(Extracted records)

*** Block opens ***

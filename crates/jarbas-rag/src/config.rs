//! Configuration for the Jarbas service
//!
//! Defaults are overridden first by an optional TOML file and then by
//! environment variables. The Google API key is the only required value.

use serde::{Deserialize, Serialize};
use std::path::{Path, PathBuf};
use std::str::FromStr;

use crate::error::{Error, Result};

/// Environment variable holding the Google API key
pub const API_KEY_ENV: &str = "GOOGLE_API_KEY";

/// Main configuration
#[derive(Debug, Clone, Serialize, Deserialize, Default)]
pub struct RagConfig {
    /// Server configuration
    #[serde(default)]
    pub server: ServerConfig,
    /// Gemini API configuration
    #[serde(default)]
    pub gemini: GeminiConfig,
    /// Persistent collection configuration
    #[serde(default)]
    pub vector_db: VectorDbConfig,
    /// Retrieval configuration
    #[serde(default)]
    pub retrieval: RetrievalConfig,
}

/// Server configuration
#[derive(Debug, Clone, Serialize, Deserialize)]
#[serde(default)]
pub struct ServerConfig {
    /// Host address
    pub host: String,
    /// Port number
    pub port: u16,
    /// Enable CORS
    pub enable_cors: bool,
    /// Maximum upload size in bytes (default: 100MB)
    pub max_upload_size: usize,
    /// Directory for temporary uploads
    pub upload_dir: PathBuf,
}

impl Default for ServerConfig {
    fn default() -> Self {
        Self {
            host: "0.0.0.0".to_string(),
            port: 8000,
            enable_cors: true,
            max_upload_size: 100 * 1024 * 1024, // 100MB
            upload_dir: PathBuf::from("temp_uploads"),
        }
    }
}

/// Gemini API configuration
#[derive(Clone, Serialize, Deserialize)]
#[serde(default)]
pub struct GeminiConfig {
    /// API key (normally taken from `GOOGLE_API_KEY`)
    pub api_key: String,
    /// API base URL
    pub base_url: String,
    /// Embedding model, with the `models/` prefix
    pub embedding_model: String,
    /// Generation model name
    pub generation_model: String,
}

impl Default for GeminiConfig {
    fn default() -> Self {
        Self {
            api_key: String::new(),
            base_url: "https://generativelanguage.googleapis.com/v1beta".to_string(),
            embedding_model: "models/text-embedding-004".to_string(),
            generation_model: "gemini-1.5-flash".to_string(),
        }
    }
}

// Keeps the key out of logs.
impl std::fmt::Debug for GeminiConfig {
    fn fmt(&self, f: &mut std::fmt::Formatter<'_>) -> std::fmt::Result {
        f.debug_struct("GeminiConfig")
            .field("api_key", &"<redacted>")
            .field("base_url", &self.base_url)
            .field("embedding_model", &self.embedding_model)
            .field("generation_model", &self.generation_model)
            .finish()
    }
}

/// Persistent collection configuration
#[derive(Debug, Clone, Serialize, Deserialize)]
#[serde(default)]
pub struct VectorDbConfig {
    /// Directory holding the on-disk store
    pub storage_path: PathBuf,
    /// Collection (table) name
    pub collection: String,
    /// Embedding width; must match the embedding model
    pub dimensions: usize,
}

impl Default for VectorDbConfig {
    fn default() -> Self {
        Self {
            storage_path: PathBuf::from("db"),
            collection: "jarbas_memory".to_string(),
            dimensions: 768, // text-embedding-004
        }
    }
}

/// Retrieval configuration
#[derive(Debug, Clone, Serialize, Deserialize)]
#[serde(default)]
pub struct RetrievalConfig {
    /// Number of chunks used as context
    pub top_k: usize,
}

impl Default for RetrievalConfig {
    fn default() -> Self {
        Self { top_k: 3 }
    }
}

impl RagConfig {
    /// Load configuration for the server process.
    ///
    /// Reads `.env` if present, then the optional TOML file, then the
    /// environment. Fails when no API key can be found.
    pub fn load(config_path: Option<&Path>) -> Result<Self> {
        if let Ok(path) = dotenv::dotenv() {
            tracing::debug!("Loaded environment from {}", path.display());
        }

        let mut config = match config_path {
            Some(path) => Self::from_file(path)?,
            None => Self::default(),
        };
        config.apply_env(|key| std::env::var(key).ok())?;
        config.validate()?;
        Ok(config)
    }

    /// Parse a TOML configuration file
    pub fn from_file(path: &Path) -> Result<Self> {
        let content = std::fs::read_to_string(path).map_err(|e| {
            Error::config(format!("Failed to read config {}: {}", path.display(), e))
        })?;
        toml::from_str(&content)
            .map_err(|e| Error::config(format!("Invalid config {}: {}", path.display(), e)))
    }

    /// Apply overrides from a variable lookup (the process environment in production)
    pub fn apply_env<F>(&mut self, lookup: F) -> Result<()>
    where
        F: Fn(&str) -> Option<String>,
    {
        if let Some(key) = lookup(API_KEY_ENV) {
            self.gemini.api_key = key;
        }
        if let Some(host) = lookup("JARBAS_HOST") {
            self.server.host = host;
        }
        if let Some(port) = lookup("JARBAS_PORT") {
            self.server.port = parse_var("JARBAS_PORT", &port)?;
        }
        if let Some(size) = lookup("JARBAS_MAX_UPLOAD_BYTES") {
            self.server.max_upload_size = parse_var("JARBAS_MAX_UPLOAD_BYTES", &size)?;
        }
        if let Some(cors) = lookup("JARBAS_ENABLE_CORS") {
            self.server.enable_cors = parse_var("JARBAS_ENABLE_CORS", &cors)?;
        }
        if let Some(dir) = lookup("JARBAS_UPLOAD_DIR") {
            self.server.upload_dir = PathBuf::from(dir);
        }
        if let Some(path) = lookup("JARBAS_DB_PATH") {
            self.vector_db.storage_path = PathBuf::from(path);
        }
        if let Some(name) = lookup("JARBAS_COLLECTION") {
            self.vector_db.collection = name;
        }
        if let Some(dims) = lookup("JARBAS_EMBEDDING_DIMENSIONS") {
            self.vector_db.dimensions = parse_var("JARBAS_EMBEDDING_DIMENSIONS", &dims)?;
        }
        if let Some(url) = lookup("JARBAS_GEMINI_BASE_URL") {
            self.gemini.base_url = url;
        }
        if let Some(model) = lookup("JARBAS_EMBEDDING_MODEL") {
            self.gemini.embedding_model = model;
        }
        if let Some(model) = lookup("JARBAS_GENERATION_MODEL") {
            self.gemini.generation_model = model;
        }
        if let Some(top_k) = lookup("JARBAS_TOP_K") {
            self.retrieval.top_k = parse_var("JARBAS_TOP_K", &top_k)?;
        }
        Ok(())
    }

    /// Check required values
    pub fn validate(&self) -> Result<()> {
        if self.gemini.api_key.trim().is_empty() {
            return Err(Error::config(format!(
                "Google API key not found. Set {} in the environment or in a .env file",
                API_KEY_ENV
            )));
        }
        if self.retrieval.top_k == 0 {
            return Err(Error::config("retrieval.top_k must be at least 1"));
        }
        if self.vector_db.collection.trim().is_empty() {
            return Err(Error::config("vector_db.collection must not be empty"));
        }
        if self.vector_db.dimensions == 0 {
            return Err(Error::config("vector_db.dimensions must be at least 1"));
        }
        Ok(())
    }
}

fn parse_var<T: FromStr>(name: &str, value: &str) -> Result<T>
where
    T::Err: std::fmt::Display,
{
    value
        .trim()
        .parse()
        .map_err(|e| Error::config(format!("Invalid value for {}: '{}' ({})", name, value, e)))
}

#[cfg(test)]
mod tests {
    use super::*;
    use std::collections::HashMap;

    fn lookup_from(vars: &[(&str, &str)]) -> impl Fn(&str) -> Option<String> {
        let map: HashMap<String, String> = vars
            .iter()
            .map(|(k, v)| (k.to_string(), v.to_string()))
            .collect();
        move |key| map.get(key).cloned()
    }

    #[test]
    fn test_missing_api_key_is_fatal() {
        let mut config = RagConfig::default();
        config.apply_env(lookup_from(&[])).unwrap();

        let err = config.validate().unwrap_err();
        assert!(matches!(err, Error::Config(_)));
        assert!(err.to_string().contains(API_KEY_ENV));
    }

    #[test]
    fn test_blank_api_key_is_fatal() {
        let mut config = RagConfig::default();
        config.apply_env(lookup_from(&[(API_KEY_ENV, "   ")])).unwrap();
        assert!(config.validate().is_err());
    }

    #[test]
    fn test_env_overrides() {
        let mut config = RagConfig::default();
        config
            .apply_env(lookup_from(&[
                (API_KEY_ENV, "secret"),
                ("JARBAS_PORT", "9100"),
                ("JARBAS_DB_PATH", "/tmp/jarbas-db"),
                ("JARBAS_TOP_K", "5"),
                ("JARBAS_EMBEDDING_DIMENSIONS", "256"),
            ]))
            .unwrap();

        assert!(config.validate().is_ok());
        assert_eq!(config.gemini.api_key, "secret");
        assert_eq!(config.server.port, 9100);
        assert_eq!(config.vector_db.storage_path, PathBuf::from("/tmp/jarbas-db"));
        assert_eq!(config.retrieval.top_k, 5);
        assert_eq!(config.vector_db.dimensions, 256);
        assert_eq!(config.vector_db.collection, "jarbas_memory");
    }

    #[test]
    fn test_zero_dimensions_rejected() {
        let mut config = RagConfig::default();
        config
            .apply_env(lookup_from(&[(API_KEY_ENV, "secret"), ("JARBAS_EMBEDDING_DIMENSIONS", "0")]))
            .unwrap();
        assert!(config.validate().unwrap_err().to_string().contains("dimensions"));
    }

    #[test]
    fn test_invalid_port_rejected() {
        let mut config = RagConfig::default();
        let err = config
            .apply_env(lookup_from(&[("JARBAS_PORT", "eighty")]))
            .unwrap_err();
        assert!(err.to_string().contains("JARBAS_PORT"));
    }

    #[test]
    fn test_from_toml_file() {
        let dir = tempfile::tempdir().unwrap();
        let path = dir.path().join("jarbas.toml");
        std::fs::write(
            &path,
            r#"
[server]
host = "127.0.0.1"
port = 8081
enable_cors = false
max_upload_size = 1024
upload_dir = "uploads"

[vector_db]
storage_path = "data"
collection = "notes"
"#,
        )
        .unwrap();

        let config = RagConfig::from_file(&path).unwrap();
        assert_eq!(config.server.port, 8081);
        assert!(!config.server.enable_cors);
        assert_eq!(config.vector_db.collection, "notes");
        assert_eq!(config.vector_db.dimensions, 768);
        assert_eq!(config.retrieval.top_k, 3);
        assert_eq!(config.gemini.generation_model, "gemini-1.5-flash");
    }

    #[test]
    fn test_debug_redacts_key() {
        let mut config = RagConfig::default();
        config.gemini.api_key = "super-secret".to_string();
        let rendered = format!("{:?}", config);
        assert!(!rendered.contains("super-secret"));
    }
}
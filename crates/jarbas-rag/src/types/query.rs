//! Query request types

use serde::{Deserialize, Serialize};

/// Body of `POST /query`
#[derive(Debug, Clone, Serialize, Deserialize)]
pub struct QueryRequest {
    /// The user's question
    pub pergunta: String,
}
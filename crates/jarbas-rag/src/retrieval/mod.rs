//! Knowledge store: embeds chunks on insert and answers nearest-chunk queries

pub(crate) mod knowledge_store;

pub use knowledge_store::KnowledgeStore;
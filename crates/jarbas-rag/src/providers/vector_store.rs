//! Vector store provider trait for storing and searching embeddings

use async_trait::async_trait;
use crate::error::Result;
use crate::types::Chunk;

/// Search result from vector store
#[derive(Debug, Clone)]
pub struct VectorSearchResult {
    /// The matched chunk
    pub chunk: Chunk,
    /// Cosine similarity (-1.0 to 1.0, higher is more similar)
    pub similarity: f32,
}

/// Outcome of adding chunks to a collection
#[derive(Debug, Clone, Default, PartialEq)]
pub struct AddOutcome {
    /// Number of new records written
    pub inserted: usize,
    /// Ids that already existed and were left untouched
    pub skipped: Vec<String>,
}

/// Trait for a persistent chunk collection with similarity search
///
/// Implementations:
/// - `LanceVectorStore`: LanceDB table on local disk
#[async_trait]
pub trait VectorStoreProvider: Send + Sync {
    /// Add chunks with their embeddings (same length and order).
    ///
    /// Existing ids are not overwritten.
    async fn add(&self, chunks: &[Chunk], embeddings: &[Vec<f32>]) -> Result<AddOutcome>;

    /// Return up to `top_k` chunks, most similar first
    async fn search(&self, query_embedding: &[f32], top_k: usize) -> Result<Vec<VectorSearchResult>>;

    /// Get total number of records stored
    async fn len(&self) -> Result<usize>;

    /// Check if store is empty
    async fn is_empty(&self) -> Result<bool> {
        Ok(self.len().await? == 0)
    }

    /// Get provider name for logging
    fn name(&self) -> &str;
}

*** Block closes ***

PROBLEM TO WORK ON: Reproduce the lines of the records exactly, from the first one through the line that contains "use std::str::FromStr;".

OUTPUT OF THE EXERCISE:
filename crates/jarbas-rag/src/config.rs
//! Configuration for the Jarbas service
//!
//! Defaults are overridden first by an optional TOML file and then by
//! environment variables. The Google API key is the only required value.

use serde::{Deserialize, Serialize};
use std::path::{Path, PathBuf};
use std::str::FromStr;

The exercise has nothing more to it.